Posted:July 27, 2005

Preparing to Blog – Word Docs to HTML II

Earlier, I had documented my experience in testing Word docs to HTML conversion. As the time was approaching to actually do that with a huge 42 pp post, I began to put that process in play. I again discovered it was kludgy, went back to the drawing board, and refined my process and steps. This post updates this new process. Though it has many steps associated with it, it works and is quite clean.

When to Convert

As the earlier post noted, this procedure should ONLY be used for longer, complicated documents that have already been created in Word. (It applies to Excel spreadsheets, as well, whether straight from Excel or embedded in Word.)  There are thus four ways I use to create content for AI3:

  • Large, existing Word documents (most often produced for other purposes), for which I use the process documented here.  The reference document used in this example is DocName.doc
  • Short, existing Word documents, which I save as text and then final format within WordPress using the Xinha WYSIWYG editor
  • Large, new postings (most with complicated things like tables, etc.), which I compose offline using the Nvu WYSIWYG HTML editor (see below), and then import under the Prepare to Post sections below, and
  • Short, new postings, which I compose directly within the WordPress administration center using Xinha.

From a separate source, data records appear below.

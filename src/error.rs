use std::path::PathBuf;

use thiserror::Error;

/// Errors surfaced by the image-map engine. Everything else it encounters
/// (a drawable that vanished mid-session, an empty selection) is a quiet no-op.
#[derive(Debug, Error, Clone, PartialEq, Eq)]
pub enum ImageMapError {
    #[error("drawable no longer belongs to a live image")]
    ImageGone,
    #[error("image depth change, unable to restore original image (snapshot {snapshot} bpp, drawable {drawable} bpp)")]
    DepthMismatch { snapshot: usize, drawable: usize },
}

#[derive(Debug, Error)]
pub enum BrushFileError {
    #[error("could not access brush file {}: {source}", .path.display())]
    Io {
        path: PathBuf,
        #[source]
        source: std::io::Error,
    },
    #[error("not a GIMP-VBR brush (magic was {0:?})")]
    BadMagic(String),
    #[error("unsupported brush version {0}")]
    UnsupportedVersion(String),
    #[error("missing field `{0}`")]
    MissingField(&'static str),
    #[error("field `{field}` is not a number: {value:?}")]
    BadNumber { field: &'static str, value: String },
}

#[derive(Debug, Error)]
pub enum CliError {
    #[error("invalid glob pattern '{pattern}': {source}")]
    Pattern {
        pattern: String,
        #[source]
        source: glob::PatternError,
    },
    #[error("no input files matched")]
    NoInputs,
    #[error("failed to load '{}': {source}", .path.display())]
    Load {
        path: PathBuf,
        #[source]
        source: ::image::ImageError,
    },
    #[error("failed to save '{}': {source}", .path.display())]
    Save {
        path: PathBuf,
        #[source]
        source: ::image::ImageError,
    },
    #[error("'{}' is {width}×{height}, larger than the {max} pixel limit", .path.display())]
    TooLarge { path: PathBuf, width: u32, height: u32, max: u64 },
    #[error("could not export {width}×{height} pixels to '{}'", .path.display())]
    Export { path: PathBuf, width: u32, height: u32 },
    #[error("could not create output directory '{}': {source}", .path.display())]
    OutputDir {
        path: PathBuf,
        #[source]
        source: std::io::Error,
    },
    #[error("unknown operation '{0}'")]
    UnknownOp(String),
    #[error("bad selection '{0}', expected x,y,w,h")]
    BadSelection(String),
    #[error(transparent)]
    Map(#[from] ImageMapError),
    #[error(transparent)]
    Brush(#[from] BrushFileError),
}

Thus, assuming we are in the first or third categories, here are the revised steps for Word doc converstions and postings.

Create Original Word Document

  1. Create the Word doc as normal
  2. When completely finalized, create as a “special” HTML-ready version. That is, reduce unnecessary styles, move footnotes to endnotes, remove repeated page headers and footers, or eliminate anything else extraneous that may make sense in a multi-page Word or printed document, but not as a Web page
  3. Save As the document using the Web Page, Filltered option. Give the document a logical name similar to the original, but include HTML in the name to distinguish it (for example, DocNameHTML.html). This is also the version you may need to return to should you have to go back to square one in this conversion process.

Cleanup Word HTML

You are now ready to stage the document for posting. The first phase is to cleanup the ugly HTML created by Word.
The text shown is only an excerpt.